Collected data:
++++++++++++++++++++

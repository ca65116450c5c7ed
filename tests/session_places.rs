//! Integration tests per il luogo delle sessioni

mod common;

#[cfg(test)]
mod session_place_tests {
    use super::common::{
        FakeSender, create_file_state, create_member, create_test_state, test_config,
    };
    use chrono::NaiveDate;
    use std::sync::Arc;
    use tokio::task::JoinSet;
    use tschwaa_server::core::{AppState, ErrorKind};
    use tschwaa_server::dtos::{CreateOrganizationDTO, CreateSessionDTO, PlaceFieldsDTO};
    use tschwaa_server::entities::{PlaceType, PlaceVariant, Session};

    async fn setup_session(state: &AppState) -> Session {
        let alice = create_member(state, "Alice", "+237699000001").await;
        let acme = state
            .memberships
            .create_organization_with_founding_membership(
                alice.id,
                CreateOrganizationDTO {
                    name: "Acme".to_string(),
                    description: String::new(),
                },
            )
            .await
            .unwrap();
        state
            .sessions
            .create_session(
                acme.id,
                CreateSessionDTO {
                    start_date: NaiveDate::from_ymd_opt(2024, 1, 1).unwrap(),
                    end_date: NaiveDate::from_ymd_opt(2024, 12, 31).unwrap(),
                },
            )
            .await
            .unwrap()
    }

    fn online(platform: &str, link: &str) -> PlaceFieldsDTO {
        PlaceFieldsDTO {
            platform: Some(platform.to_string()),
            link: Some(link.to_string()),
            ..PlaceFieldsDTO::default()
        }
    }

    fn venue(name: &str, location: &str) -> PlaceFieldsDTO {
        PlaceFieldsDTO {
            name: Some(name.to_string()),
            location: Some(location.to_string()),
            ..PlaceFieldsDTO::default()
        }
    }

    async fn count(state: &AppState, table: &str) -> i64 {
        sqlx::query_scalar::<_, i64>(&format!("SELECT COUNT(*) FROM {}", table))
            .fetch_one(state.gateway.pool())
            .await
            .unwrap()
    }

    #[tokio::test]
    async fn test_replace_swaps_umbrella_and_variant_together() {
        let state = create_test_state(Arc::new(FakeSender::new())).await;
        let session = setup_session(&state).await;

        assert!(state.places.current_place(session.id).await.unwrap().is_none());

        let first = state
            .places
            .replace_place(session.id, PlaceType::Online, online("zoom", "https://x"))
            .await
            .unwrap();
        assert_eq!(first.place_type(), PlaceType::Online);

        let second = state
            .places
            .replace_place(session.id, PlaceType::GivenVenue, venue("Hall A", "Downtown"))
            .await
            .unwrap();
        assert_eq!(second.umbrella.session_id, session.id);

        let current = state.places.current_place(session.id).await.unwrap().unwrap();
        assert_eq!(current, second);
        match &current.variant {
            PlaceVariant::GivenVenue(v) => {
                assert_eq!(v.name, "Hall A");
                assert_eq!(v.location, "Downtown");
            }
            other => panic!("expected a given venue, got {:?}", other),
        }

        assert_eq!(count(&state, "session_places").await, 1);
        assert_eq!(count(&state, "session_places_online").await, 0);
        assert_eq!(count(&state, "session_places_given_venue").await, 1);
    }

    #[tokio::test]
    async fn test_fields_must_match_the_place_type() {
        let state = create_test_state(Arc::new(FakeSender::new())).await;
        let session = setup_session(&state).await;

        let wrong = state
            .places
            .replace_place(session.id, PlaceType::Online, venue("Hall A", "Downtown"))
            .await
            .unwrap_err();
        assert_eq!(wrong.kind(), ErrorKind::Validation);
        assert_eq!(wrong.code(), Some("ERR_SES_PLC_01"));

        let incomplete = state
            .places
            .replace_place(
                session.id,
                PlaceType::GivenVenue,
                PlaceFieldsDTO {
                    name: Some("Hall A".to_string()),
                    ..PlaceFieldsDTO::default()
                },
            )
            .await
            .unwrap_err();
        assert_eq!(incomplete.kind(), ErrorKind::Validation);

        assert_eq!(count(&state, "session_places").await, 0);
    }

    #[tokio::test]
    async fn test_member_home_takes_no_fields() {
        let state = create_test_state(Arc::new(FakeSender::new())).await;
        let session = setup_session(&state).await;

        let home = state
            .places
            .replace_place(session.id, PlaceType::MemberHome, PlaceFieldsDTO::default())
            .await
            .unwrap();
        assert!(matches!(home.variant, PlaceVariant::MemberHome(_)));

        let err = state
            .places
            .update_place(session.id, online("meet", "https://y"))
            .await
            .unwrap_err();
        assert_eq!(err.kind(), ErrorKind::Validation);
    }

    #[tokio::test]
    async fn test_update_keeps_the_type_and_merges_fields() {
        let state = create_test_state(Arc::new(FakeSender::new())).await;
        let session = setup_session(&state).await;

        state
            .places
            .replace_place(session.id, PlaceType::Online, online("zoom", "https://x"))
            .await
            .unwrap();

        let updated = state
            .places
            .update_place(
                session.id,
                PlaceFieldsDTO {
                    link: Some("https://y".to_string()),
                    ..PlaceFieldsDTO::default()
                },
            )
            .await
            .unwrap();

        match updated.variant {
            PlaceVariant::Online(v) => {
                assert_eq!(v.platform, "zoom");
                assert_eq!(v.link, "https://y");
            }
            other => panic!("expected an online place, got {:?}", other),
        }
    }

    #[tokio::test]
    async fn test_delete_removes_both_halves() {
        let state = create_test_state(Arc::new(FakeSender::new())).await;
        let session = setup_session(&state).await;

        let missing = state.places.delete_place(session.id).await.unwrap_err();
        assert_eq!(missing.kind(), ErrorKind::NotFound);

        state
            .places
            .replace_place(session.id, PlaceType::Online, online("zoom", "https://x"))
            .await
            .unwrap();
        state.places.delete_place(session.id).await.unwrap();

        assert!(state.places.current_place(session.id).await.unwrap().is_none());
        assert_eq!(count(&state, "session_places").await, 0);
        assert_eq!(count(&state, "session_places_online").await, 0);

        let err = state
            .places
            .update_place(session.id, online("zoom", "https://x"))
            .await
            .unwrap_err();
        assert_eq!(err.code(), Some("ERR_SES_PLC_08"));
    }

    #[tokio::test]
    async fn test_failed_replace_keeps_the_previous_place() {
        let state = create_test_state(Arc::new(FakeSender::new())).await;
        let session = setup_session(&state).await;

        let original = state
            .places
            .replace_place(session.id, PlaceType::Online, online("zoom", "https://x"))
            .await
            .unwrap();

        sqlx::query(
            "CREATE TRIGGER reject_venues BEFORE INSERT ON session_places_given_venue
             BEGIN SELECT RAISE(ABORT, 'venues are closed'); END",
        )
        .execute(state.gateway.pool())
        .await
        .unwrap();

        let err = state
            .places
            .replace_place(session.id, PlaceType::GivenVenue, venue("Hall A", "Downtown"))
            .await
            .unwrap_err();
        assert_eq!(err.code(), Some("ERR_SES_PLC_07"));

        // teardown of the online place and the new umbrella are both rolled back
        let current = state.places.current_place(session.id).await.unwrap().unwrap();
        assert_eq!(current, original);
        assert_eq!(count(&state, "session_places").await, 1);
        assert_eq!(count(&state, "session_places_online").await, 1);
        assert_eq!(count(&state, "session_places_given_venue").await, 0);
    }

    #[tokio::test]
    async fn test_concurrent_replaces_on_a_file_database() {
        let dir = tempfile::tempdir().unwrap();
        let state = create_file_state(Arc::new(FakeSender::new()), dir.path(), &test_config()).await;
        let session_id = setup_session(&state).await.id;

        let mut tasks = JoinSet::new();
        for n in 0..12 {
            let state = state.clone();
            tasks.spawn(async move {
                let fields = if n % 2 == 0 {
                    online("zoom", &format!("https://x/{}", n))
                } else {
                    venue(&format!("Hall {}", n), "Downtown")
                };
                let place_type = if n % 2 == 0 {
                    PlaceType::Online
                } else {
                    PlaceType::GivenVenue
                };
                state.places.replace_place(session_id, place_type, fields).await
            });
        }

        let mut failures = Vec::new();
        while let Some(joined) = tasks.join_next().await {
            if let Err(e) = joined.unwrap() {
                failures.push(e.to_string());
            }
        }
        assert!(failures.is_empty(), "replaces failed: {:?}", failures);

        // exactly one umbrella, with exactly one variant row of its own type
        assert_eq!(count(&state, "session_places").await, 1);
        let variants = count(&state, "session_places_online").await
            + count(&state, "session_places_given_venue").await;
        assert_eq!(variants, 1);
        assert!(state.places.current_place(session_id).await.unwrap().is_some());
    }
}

++++++++++++++++++++

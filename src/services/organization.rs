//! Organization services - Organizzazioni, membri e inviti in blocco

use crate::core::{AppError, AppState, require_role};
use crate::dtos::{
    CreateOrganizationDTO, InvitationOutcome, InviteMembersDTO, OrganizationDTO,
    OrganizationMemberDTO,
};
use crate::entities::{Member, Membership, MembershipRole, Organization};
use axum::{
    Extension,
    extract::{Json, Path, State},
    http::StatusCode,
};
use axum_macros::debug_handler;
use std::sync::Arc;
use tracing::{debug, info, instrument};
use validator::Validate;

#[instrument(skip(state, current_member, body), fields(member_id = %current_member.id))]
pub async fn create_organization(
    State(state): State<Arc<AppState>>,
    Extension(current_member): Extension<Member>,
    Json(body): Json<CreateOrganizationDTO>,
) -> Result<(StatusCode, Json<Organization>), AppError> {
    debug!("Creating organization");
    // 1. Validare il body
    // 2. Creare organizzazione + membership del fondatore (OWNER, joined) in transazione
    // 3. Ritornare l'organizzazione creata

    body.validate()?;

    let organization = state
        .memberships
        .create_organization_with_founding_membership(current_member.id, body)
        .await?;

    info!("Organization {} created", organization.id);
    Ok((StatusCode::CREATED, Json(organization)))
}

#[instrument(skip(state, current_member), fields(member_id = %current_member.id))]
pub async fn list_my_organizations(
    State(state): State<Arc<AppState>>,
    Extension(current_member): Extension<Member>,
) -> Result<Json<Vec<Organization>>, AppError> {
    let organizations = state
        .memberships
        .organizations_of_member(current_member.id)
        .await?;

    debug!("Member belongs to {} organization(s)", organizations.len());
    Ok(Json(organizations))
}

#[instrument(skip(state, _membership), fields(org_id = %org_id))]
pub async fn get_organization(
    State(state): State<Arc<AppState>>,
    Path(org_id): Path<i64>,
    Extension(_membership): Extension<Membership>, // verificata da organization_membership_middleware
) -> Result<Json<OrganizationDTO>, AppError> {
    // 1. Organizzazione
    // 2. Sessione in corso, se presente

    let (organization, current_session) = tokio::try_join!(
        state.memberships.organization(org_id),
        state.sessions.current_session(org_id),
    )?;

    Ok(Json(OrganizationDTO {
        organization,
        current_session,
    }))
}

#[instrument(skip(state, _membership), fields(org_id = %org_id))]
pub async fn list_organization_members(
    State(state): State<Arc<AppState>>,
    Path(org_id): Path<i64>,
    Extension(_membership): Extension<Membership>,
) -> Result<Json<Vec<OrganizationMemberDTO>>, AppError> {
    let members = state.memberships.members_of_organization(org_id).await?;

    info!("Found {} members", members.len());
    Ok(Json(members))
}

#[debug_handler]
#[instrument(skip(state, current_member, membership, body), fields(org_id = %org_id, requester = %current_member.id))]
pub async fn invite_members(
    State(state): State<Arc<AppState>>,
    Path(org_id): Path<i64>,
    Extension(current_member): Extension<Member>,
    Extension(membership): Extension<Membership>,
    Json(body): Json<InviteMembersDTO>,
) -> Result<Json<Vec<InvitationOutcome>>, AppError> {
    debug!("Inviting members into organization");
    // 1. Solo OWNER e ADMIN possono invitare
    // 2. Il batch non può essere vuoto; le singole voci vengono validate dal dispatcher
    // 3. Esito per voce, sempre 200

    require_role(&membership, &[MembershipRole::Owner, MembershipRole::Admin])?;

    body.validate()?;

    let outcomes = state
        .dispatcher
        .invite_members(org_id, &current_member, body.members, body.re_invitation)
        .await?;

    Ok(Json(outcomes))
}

++++++++++++++++++++

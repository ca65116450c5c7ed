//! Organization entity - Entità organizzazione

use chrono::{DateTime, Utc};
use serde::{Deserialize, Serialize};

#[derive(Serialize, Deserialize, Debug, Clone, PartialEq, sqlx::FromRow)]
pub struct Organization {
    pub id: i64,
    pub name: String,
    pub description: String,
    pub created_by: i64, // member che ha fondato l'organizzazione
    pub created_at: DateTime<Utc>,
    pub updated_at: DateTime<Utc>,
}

++++++++++++++++++++

* [Instructions to follow]: Among the lines above, which contain the word "second"? Copy every one.

* [Final answer]:
        let second = state
        assert_eq!(second.umbrella.session_id, session.id);
        assert_eq!(current, second);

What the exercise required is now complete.